Isolated Pleural Cryptococcosis in an Immunocompetent Patient-A Case Report

新型隱球菌在一免疫力正常病人的肋膜感染-病例報告

摘要


新型隱球菌單純只有在肋膜感染是很少見的,通常在合併有胸水發生的新型隱球菌感染的情況下,常是有肺實質的感染,常可見以肺結節、月市浸潤或肋膜下的結節來表現,間接說明胸水的致病機轉,可能是由肋膜下的病灶直接散佈而來。在免疫力低下的病人,若有胸水發生的新型隱球菌感染,同常表示有散播性的全身感染,而在正常免疫力的病人發生新型隱球菌的感染,很少發生胸水。我們在此提出單純肋膜感染合併胸水,而無肺實質感染新型隱球菌的病歷報告。一個53歲的男性,因為胸痛、喘而到胸腔內科求診,胸部X光片檢查顯示左肋膜腔積水,胸部電腦斷層顯示無肺實質病灶,經肋膜切片證實為新型隱球茵感染。

並列摘要


Pleural effusion is an unusual manifestation of cryptococcal infection, and when it does occur, it is almost always accompanied by pulmonary parenchymal disease, usually in the form of infiltrates or nodules. A subpleural nodule is often found immediately subjacent to the effusion, suggesting that the pathogenesis of such an effusion involves direct spread from the subpleural focus. Pleural effusion occasionally occurs in immunocompromised patients with cryptococcosis and suggested disseminated disease. In hosts with a normal immune status and cryptococcosis, pleural effusion is rarely seen. We report a case of isolated pleural involvement by cryptococcus in an immuncompetent patient. A 53-year-old male suffered from chest pain and dyspnea for 1 week.
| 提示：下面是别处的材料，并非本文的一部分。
// Copyright (c) 2026 100monkeys.ai
// SPDX-License-Identifier: AGPL-3.0

// Event Bus Implementation - Pub/Sub for Learning Events
//
// In-memory event streaming over a tokio broadcast channel. Used by the CLI
// `--verbose` mode and by tests observing the learning loop.
// Events are not persisted; the feedback log is the durable record.

use crate::domain::events::LearningEvent;
use std::sync::Arc;
use tokio::sync::broadcast;
use tracing::{debug, warn};

/// Event bus for publishing and subscribing to learning events
#[derive(Clone)]
pub struct EventBus {
    sender: Arc<broadcast::Sender<LearningEvent>>,
}

impl EventBus {
    /// Create a new event bus with specified channel capacity.
    /// Slow receivers lose the oldest events once the buffer is full.
    pub fn new(capacity: usize) -> Self {
        let (sender, _) = broadcast::channel(capacity);
        Self {
            sender: Arc::new(sender),
        }
    }

    /// Create event bus with default capacity (256)
    pub fn with_default_capacity() -> Self {
        Self::new(256)
    }

    pub fn publish(&self, event: LearningEvent) {
        debug!(event_type = event.event_type(), profile = event.profile(), "Publishing event");

        // send() only fails when nobody is listening
        if self.sender.send(event).is_err() {
            debug!("No subscribers listening to event");
        }
    }

    pub fn subscribe(&self) -> EventReceiver {
        EventReceiver {
            receiver: self.sender.subscribe(),
            profile: None,
        }
    }

    /// Subscribe to events of a single profile (matched on its slug)
    pub fn subscribe_profile(&self, profile_slug: impl Into<String>) -> EventReceiver {
        EventReceiver {
            receiver: self.sender.subscribe(),
            profile: Some(profile_slug.into()),
        }
    }

    pub fn subscriber_count(&self) -> usize {
        self.sender.receiver_count()
    }
}

impl Default for EventBus {
    fn default() -> Self {
        Self::with_default_capacity()
    }
}

pub struct EventReceiver {
    receiver: broadcast::Receiver<LearningEvent>,
    profile: Option<String>,
}

impl EventReceiver {
    /// Receive the next event, waiting until one is available
    pub async fn recv(&mut self) -> Result<LearningEvent, EventBusError> {
        loop {
            let event = self.receiver.recv().await.map_err(|e| match e {
                broadcast::error::RecvError::Closed => EventBusError::Closed,
                broadcast::error::RecvError::Lagged(n) => {
                    warn!("Event receiver lagged by {} events", n);
                    EventBusError::Lagged(n)
                }
            })?;
            if self.accepts(&event) {
                return Ok(event);
            }
        }
    }

    pub fn try_recv(&mut self) -> Result<LearningEvent, EventBusError> {
        loop {
            let event = self.receiver.try_recv().map_err(|e| match e {
                broadcast::error::TryRecvError::Empty => EventBusError::Empty,
                broadcast::error::TryRecvError::Closed => EventBusError::Closed,
                broadcast::error::TryRecvError::Lagged(n) => {
                    warn!("Event receiver lagged by {} events", n);
                    EventBusError::Lagged(n)
                }
            })?;
            if self.accepts(&event) {
                return Ok(event);
            }
        }
    }

    fn accepts(&self, event: &LearningEvent) -> bool {
        self.profile
            .as_deref()
            .map_or(true, |profile| event.profile() == profile)
    }
}

#[derive(Debug, thiserror::Error)]
pub enum EventBusError {
    #[error("Event bus is closed")]
    Closed,

    #[error("No events available")]
    Empty,

    #[error("Receiver lagged by {0} events (events were dropped)")]
    Lagged(u64),
}

#[cfg(test)]
mod tests {
    use super::*;
    use chrono::Utc;

    fn refined(profile: &str) -> LearningEvent {
        LearningEvent::PostRefined {
            profile: profile.to_string(),
            timestamp: Utc::now(),
        }
    }

    #[tokio::test]
    async fn test_event_bus_publish_subscribe() {
        let event_bus = EventBus::new(10);
        let mut receiver = event_bus.subscribe();

        event_bus.publish(refined("default"));

        let event = receiver.recv().await.unwrap();
        assert_eq!(event.event_type(), "post_refined");
        assert_eq!(event.profile(), "default");
    }

    #[tokio::test]
    async fn test_profile_filter() {
        let event_bus = EventBus::new(10);
        let mut receiver = event_bus.subscribe_profile("jane_doe");

        event_bus.publish(refined("default"));
        event_bus.publish(refined("jane_doe"));

        assert_eq!(receiver.recv().await.unwrap().profile(), "jane_doe");
        assert!(matches!(receiver.try_recv(), Err(EventBusError::Empty)));
    }

    #[test]
    fn test_publish_without_subscribers() {
        let event_bus = EventBus::default();
        event_bus.publish(refined("default"));
        assert_eq!(event_bus.subscriber_count(), 0);
    }
}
Chest X-ray on presentation showed left-side pleural effusion, and chest CT revealed a small amount of fluid in the left pleural space. There were no pulmonary parenchymal lesions. The pleural biopsy revealed cryptococcosis and chronic granulomatous inflammation.